If I presume that the _average_ impedance of each coil would be say 3k then you can see that with the 100nF capacitor (red plot) half of the output of the shunted coil will be lost via the capacitor at 500Hz. Without some complicated measuring I can't be sure exactly what the impedance of the coil will be at a particular frequency. I do know how the capacitor works though and it had to be worth a go. I went with 47nF (blue plot) in the end and am very happy with the effect on the bridge humbucker. Below is the diagram showing the two coils from a humbucker and how the capacitor shunts the bottom coil.

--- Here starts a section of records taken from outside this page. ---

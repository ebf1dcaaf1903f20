// SPDX-License-Identifier: MIT
// © 2025–2026 Christopher Liu

//! # Device-Level Drivers
//!
//! This module contains the puppet's device abstractions. They sit above the board `hw/` layer
//! and are generic over `embedded-hal` pins so that they run unchanged in host tests.
//!
//! ## Existing drivers
//!
//! - [`output`] – actuator output lines that hand over between GPIO and PWM
//! - [`passthrough`] – sensor switch to motor passthrough used in local mode
//! - [`relay`] – two-channel audio routing relay

pub mod output;
pub mod passthrough;
pub mod relay;

pub use output::ActuatorOutput;
pub use passthrough::{Mirror, PassthroughBridge};
pub use relay::{ActiveLevel, AudioRelay};
// SPDX-License-Identifier: MIT
// © 2025–2026 Christopher Liu

//! Actuator output lines that switch between GPIO mirroring and PWM drive.

use embedded_hal::digital::OutputPin;
use embedded_hal::pwm::SetDutyCycle;

/// An actuator output pin that can be handed over to a PWM channel and back.
///
/// The pin value is consumed by the conversion, so a line is driven either as plain GPIO or
/// as PWM, never both.
pub trait ActuatorOutput: OutputPin + Sized {
    type Pwm: SetDutyCycle;

    /// Route the line to its PWM channel.
    fn into_pwm(self) -> Self::Pwm;

    /// Return the line to push-pull GPIO output.
    fn from_pwm(pwm: Self::Pwm) -> Self;
}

Shuntbucker with frequency dependent shorting of unused coil. |
It has a distinct change when tapped as you would expect but the pickup has a lot more balls, more P90 than strat sort of sound. For the bridge pickup this is ideal for me as I never found a use for a single coil bridge position. After trawling the net I did find that this is not a new idea, coil cut was a term I found amongs some others. Considering the simplicity of the modification, and the potential in using more complicated passive networks I am a little lost as to why the vast majority of sites will just short out the one coil and concentrate on additional phase and series parallel switching.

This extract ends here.